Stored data
//! Entitlement Gate — package limits, feature flags, and subscription
//! status.
//!
//! All checks recompute from persisted state on every call: counts are
//! live aggregates, never cached, so a decision is always consistent
//! with the state it read.

use chrono::Utc;
use clinica_core::error::{ClinicaError, ClinicaResult};
use clinica_core::models::consultorio::{Consultorio, SubscriptionStatus};
use clinica_core::models::package::{Feature, Package};
use clinica_core::models::staff::StaffKind;
use clinica_core::repository::{ConsultorioRepository, PackageRepository, StaffRepository};
use tracing::{error, warn};
use uuid::Uuid;

use crate::error::GuardError;

/// The dimension a numeric package limit applies to.
#[derive(Debug, Clone, Copy, PartialEq, Eq)]
pub enum ResourceKind {
    Doctor,
    Receptionist,
    Consultorio,
}

impl ResourceKind {
    pub fn name(self) -> &'static str {
        match self {
            ResourceKind::Doctor => "doctor",
            ResourceKind::Receptionist => "receptionist",
            ResourceKind::Consultorio => "consultorio",
        }
    }

    fn staff_kind(self) -> Option<StaffKind> {
        match self {
            ResourceKind::Doctor => Some(StaffKind::Doctor),
            ResourceKind::Receptionist => Some(StaffKind::Receptionist),
            ResourceKind::Consultorio => None,
        }
    }
}

/// Outcome of a limit check. Not an error: callers build user-facing
/// messages from the counts and decide whether to block.
#[derive(Debug, Clone)]
pub struct LimitDecision {
    pub permitted: bool,
    pub resource: ResourceKind,
    pub current: u64,
    /// `None` means the package places no limit on this resource.
    pub limit: Option<u64>,
    pub message: String,
}

/// Outcome of a feature check.
///
/// Tagged so callers can tell a typo in the feature key apart from a
/// flag the package genuinely disables.
#[derive(Debug, Clone, PartialEq, Eq)]
pub enum FeatureDecision {
    Enabled,
    Disabled { feature: Feature, package: String },
    Unknown { feature: String },
}

impl FeatureDecision {
    pub fn permitted(&self) -> bool {
        matches!(self, FeatureDecision::Enabled)
    }
}

/// Decides whether a consultorio may perform a limited action or use a
/// gated feature under its current package and subscription.
pub struct EntitlementGate<C, S, P>
where
    C: ConsultorioRepository,
    S: StaffRepository,
    P: PackageRepository,
{
    consultorios: C,
    staff: S,
    packages: P,
}

impl<C, S, P> EntitlementGate<C, S, P>
where
    C: ConsultorioRepository,
    S: StaffRepository,
    P: PackageRepository,
{
    pub fn new(consultorios: C, staff: S, packages: P) -> Self {
        Self {
            consultorios,
            staff,
            packages,
        }
    }

    /// Resolve a consultorio and its package. A consultorio naming a
    /// package that does not exist is a configuration fault, not a
    /// normal-flow condition.
    async fn resolve(&self, consultorio_id: Uuid) -> ClinicaResult<(Consultorio, Package)> {
        let consultorio = self.consultorios.get_by_id(consultorio_id).await?;
        let package = self
            .packages
            .find_by_name(&consultorio.package_name)
            .await
            .inspect_err(|e| {
                if matches!(e, ClinicaError::NotFound { .. }) {
                    error!(
                        consultorio_id = %consultorio_id,
                        package_name = %consultorio.package_name,
                        "Consultorio references a package that does not exist"
                    );
                }
            })?;
        Ok((consultorio, package))
    }

    /// Decide whether one more resource of the given kind may be
    /// created under the consultorio's package.
    pub async fn check_limit(
        &self,
        consultorio_id: Uuid,
        kind: ResourceKind,
    ) -> ClinicaResult<LimitDecision> {
        let (_, package) = self.resolve(consultorio_id).await?;

        let Some(staff_kind) = kind.staff_kind() else {
            // Multi-clinic ownership accounting is not implemented yet;
            // the consultorio dimension always passes with a fixed
            // count of one.
            return Ok(LimitDecision {
                permitted: true,
                resource: kind,
                current: 1,
                limit: package.limits.consultorios.map(u64::from),
                message: "consultorio limit not enforced".into(),
            });
        };

        let current = self
            .staff
            .count_active_by_kind(consultorio_id, staff_kind)
            .await?;
        let limit = match kind {
            ResourceKind::Doctor => package.limits.doctors,
            ResourceKind::Receptionist => package.limits.receptionists,
            ResourceKind::Consultorio => unreachable!("handled above"),
        }
        .map(u64::from);

        let permitted = limit.is_none_or(|l| current < l);
        let message = match limit {
            None => format!("package {} places no {} limit", package.display_name, kind.name()),
            Some(l) if permitted => {
                format!("{current} of {l} {}s in use", kind.name())
            }
            Some(l) => format!(
                "package {} allows {l} {}s and {current} are in use",
                package.display_name,
                kind.name()
            ),
        };

        Ok(LimitDecision {
            permitted,
            resource: kind,
            current,
            limit,
            message,
        })
    }

    /// Decide whether a feature, named by wire key, is available under
    /// the consultorio's package.
    pub async fn check_feature(
        &self,
        consultorio_id: Uuid,
        feature_name: &str,
    ) -> ClinicaResult<FeatureDecision> {
        let (_, package) = self.resolve(consultorio_id).await?;

        let Some(feature) = Feature::parse(feature_name) else {
            warn!(feature = %feature_name, "Unknown feature flag requested");
            return Ok(FeatureDecision::Unknown {
                feature: feature_name.to_string(),
            });
        };

        if package.features.flag(feature) {
            Ok(FeatureDecision::Enabled)
        } else {
            Ok(FeatureDecision::Disabled {
                feature,
                package: package.display_name,
            })
        }
    }

    /// Block unless the consultorio's subscription currently permits
    /// gated actions. Trial is active-equivalent.
    ///
    /// An `Active` subscription whose stored expiry has passed is
    /// transitioned to `Expired` before the check denies — expiry is
    /// detected on demand rather than by a background sweep. The
    /// transition itself is a conditional update, so concurrent checks
    /// apply it at most once.
    pub async fn check_subscription_active(&self, consultorio_id: Uuid) -> ClinicaResult<()> {
        let consultorio = self.consultorios.get_by_id(consultorio_id).await?;
        let subscription = &consultorio.subscription;

        match subscription.status {
            SubscriptionStatus::Trial => Ok(()),
            SubscriptionStatus::Active => {
                if subscription.expires_at.is_some_and(|exp| exp <= Utc::now()) {
                    self.consultorios.expire_if_lapsed(consultorio_id).await?;
                    warn!(
                        consultorio_id = %consultorio_id,
                        "Subscription lapsed; recorded as Expired"
                    );
                    return Err(GuardError::SubscriptionLapsed {
                        status: SubscriptionStatus::Expired.as_str().into(),
                    }
                    .into());
                }
                Ok(())
            }
            status @ (SubscriptionStatus::Expired | SubscriptionStatus::Cancelled) => {
                Err(GuardError::SubscriptionLapsed {
                    status: status.as_str().into(),
                }
                .into())
            }
        }
    }
}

◆ **Problem statement**
Retype all of the records above, keeping them identical.

◆ **Response**
//! Entitlement Gate — package limits, feature flags, and subscription
//! status.
//!
//! All checks recompute from persisted state on every call: counts are
//! live aggregates, never cached, so a decision is always consistent
//! with the state it read.

use chrono::Utc;
use clinica_core::error::{ClinicaError, ClinicaResult};
use clinica_core::models::consultorio::{Consultorio, SubscriptionStatus};
use clinica_core::models::package::{Feature, Package};
use clinica_core::models::staff::StaffKind;
use clinica_core::repository::{ConsultorioRepository, PackageRepository, StaffRepository};
use tracing::{error, warn};
use uuid::Uuid;

use crate::error::GuardError;

/// The dimension a numeric package limit applies to.
#[derive(Debug, Clone, Copy, PartialEq, Eq)]
pub enum ResourceKind {
    Doctor,
    Receptionist,
    Consultorio,
}

impl ResourceKind {
    pub fn name(self) -> &'static str {
        match self {
            ResourceKind::Doctor => "doctor",
            ResourceKind::Receptionist => "receptionist",
            ResourceKind::Consultorio => "consultorio",
        }
    }

    fn staff_kind(self) -> Option<StaffKind> {
        match self {
            ResourceKind::Doctor => Some(StaffKind::Doctor),
            ResourceKind::Receptionist => Some(StaffKind::Receptionist),
            ResourceKind::Consultorio => None,
        }
    }
}

/// Outcome of a limit check. Not an error: callers build user-facing
/// messages from the counts and decide whether to block.
#[derive(Debug, Clone)]
pub struct LimitDecision {
    pub permitted: bool,
    pub resource: ResourceKind,
    pub current: u64,
    /// `None` means the package places no limit on this resource.
    pub limit: Option<u64>,
    pub message: String,
}

/// Outcome of a feature check.
///
/// Tagged so callers can tell a typo in the feature key apart from a
/// flag the package genuinely disables.
#[derive(Debug, Clone, PartialEq, Eq)]
pub enum FeatureDecision {
    Enabled,
    Disabled { feature: Feature, package: String },
    Unknown { feature: String },
}

impl FeatureDecision {
    pub fn permitted(&self) -> bool {
        matches!(self, FeatureDecision::Enabled)
    }
}

/// Decides whether a consultorio may perform a limited action or use a
/// gated feature under its current package and subscription.
pub struct EntitlementGate<C, S, P>
where
    C: ConsultorioRepository,
    S: StaffRepository,
    P: PackageRepository,
{
    consultorios: C,
    staff: S,
    packages: P,
}

impl<C, S, P> EntitlementGate<C, S, P>
where
    C: ConsultorioRepository,
    S: StaffRepository,
    P: PackageRepository,
{
    pub fn new(consultorios: C, staff: S, packages: P) -> Self {
        Self {
            consultorios,
            staff,
            packages,
        }
    }

    /// Resolve a consultorio and its package. A consultorio naming a
    /// package that does not exist is a configuration fault, not a
    /// normal-flow condition.
    async fn resolve(&self, consultorio_id: Uuid) -> ClinicaResult<(Consultorio, Package)> {
        let consultorio = self.consultorios.get_by_id(consultorio_id).await?;
        let package = self
            .packages
            .find_by_name(&consultorio.package_name)
            .await
            .inspect_err(|e| {
                if matches!(e, ClinicaError::NotFound { .. }) {
                    error!(
                        consultorio_id = %consultorio_id,
                        package_name = %consultorio.package_name,
                        "Consultorio references a package that does not exist"
                    );
                }
            })?;
        Ok((consultorio, package))
    }

    /// Decide whether one more resource of the given kind may be
    /// created under the consultorio's package.
    pub async fn check_limit(
        &self,
        consultorio_id: Uuid,
        kind: ResourceKind,
    ) -> ClinicaResult<LimitDecision> {
        let (_, package) = self.resolve(consultorio_id).await?;

        let Some(staff_kind) = kind.staff_kind() else {
            // Multi-clinic ownership accounting is not implemented yet;
            // the consultorio dimension always passes with a fixed
            // count of one.
            return Ok(LimitDecision {
                permitted: true,
                resource: kind,
                current: 1,
                limit: package.limits.consultorios.map(u64::from),
                message: "consultorio limit not enforced".into(),
            });
        };

        let current = self
            .staff
            .count_active_by_kind(consultorio_id, staff_kind)
            .await?;
        let limit = match kind {
            ResourceKind::Doctor => package.limits.doctors,
            ResourceKind::Receptionist => package.limits.receptionists,
            ResourceKind::Consultorio => unreachable!("handled above"),
        }
        .map(u64::from);

        let permitted = limit.is_none_or(|l| current < l);
        let message = match limit {
            None => format!("package {} places no {} limit", package.display_name, kind.name()),
            Some(l) if permitted => {
                format!("{current} of {l} {}s in use", kind.name())
            }
            Some(l) => format!(
                "package {} allows {l} {}s and {current} are in use",
                package.display_name,
                kind.name()
            ),
        };

        Ok(LimitDecision {
            permitted,
            resource: kind,
            current,
            limit,
            message,
        })
    }

    /// Decide whether a feature, named by wire key, is available under
    /// the consultorio's package.
    pub async fn check_feature(
        &self,
        consultorio_id: Uuid,
        feature_name: &str,
    ) -> ClinicaResult<FeatureDecision> {
        let (_, package) = self.resolve(consultorio_id).await?;

        let Some(feature) = Feature::parse(feature_name) else {
            warn!(feature = %feature_name, "Unknown feature flag requested");
            return Ok(FeatureDecision::Unknown {
                feature: feature_name.to_string(),
            });
        };

        if package.features.flag(feature) {
            Ok(FeatureDecision::Enabled)
        } else {
            Ok(FeatureDecision::Disabled {
                feature,
                package: package.display_name,
            })
        }
    }

    /// Block unless the consultorio's subscription currently permits
    /// gated actions. Trial is active-equivalent.
    ///
    /// An `Active` subscription whose stored expiry has passed is
    /// transitioned to `Expired` before the check denies — expiry is
    /// detected on demand rather than by a background sweep. The
    /// transition itself is a conditional update, so concurrent checks
    /// apply it at most once.
    pub async fn check_subscription_active(&self, consultorio_id: Uuid) -> ClinicaResult<()> {
        let consultorio = self.consultorios.get_by_id(consultorio_id).await?;
        let subscription = &consultorio.subscription;

        match subscription.status {
            SubscriptionStatus::Trial => Ok(()),
            SubscriptionStatus::Active => {
                if subscription.expires_at.is_some_and(|exp| exp <= Utc::now()) {
                    self.consultorios.expire_if_lapsed(consultorio_id).await?;
                    warn!(
                        consultorio_id = %consultorio_id,
                        "Subscription lapsed; recorded as Expired"
                    );
                    return Err(GuardError::SubscriptionLapsed {
                        status: SubscriptionStatus::Expired.as_str().into(),
                    }
                    .into());
                }
                Ok(())
            }
            status @ (SubscriptionStatus::Expired | SubscriptionStatus::Cancelled) => {
                Err(GuardError::SubscriptionLapsed {
                    status: status.as_str().into(),
                }
                .into())
            }
        }
    }
}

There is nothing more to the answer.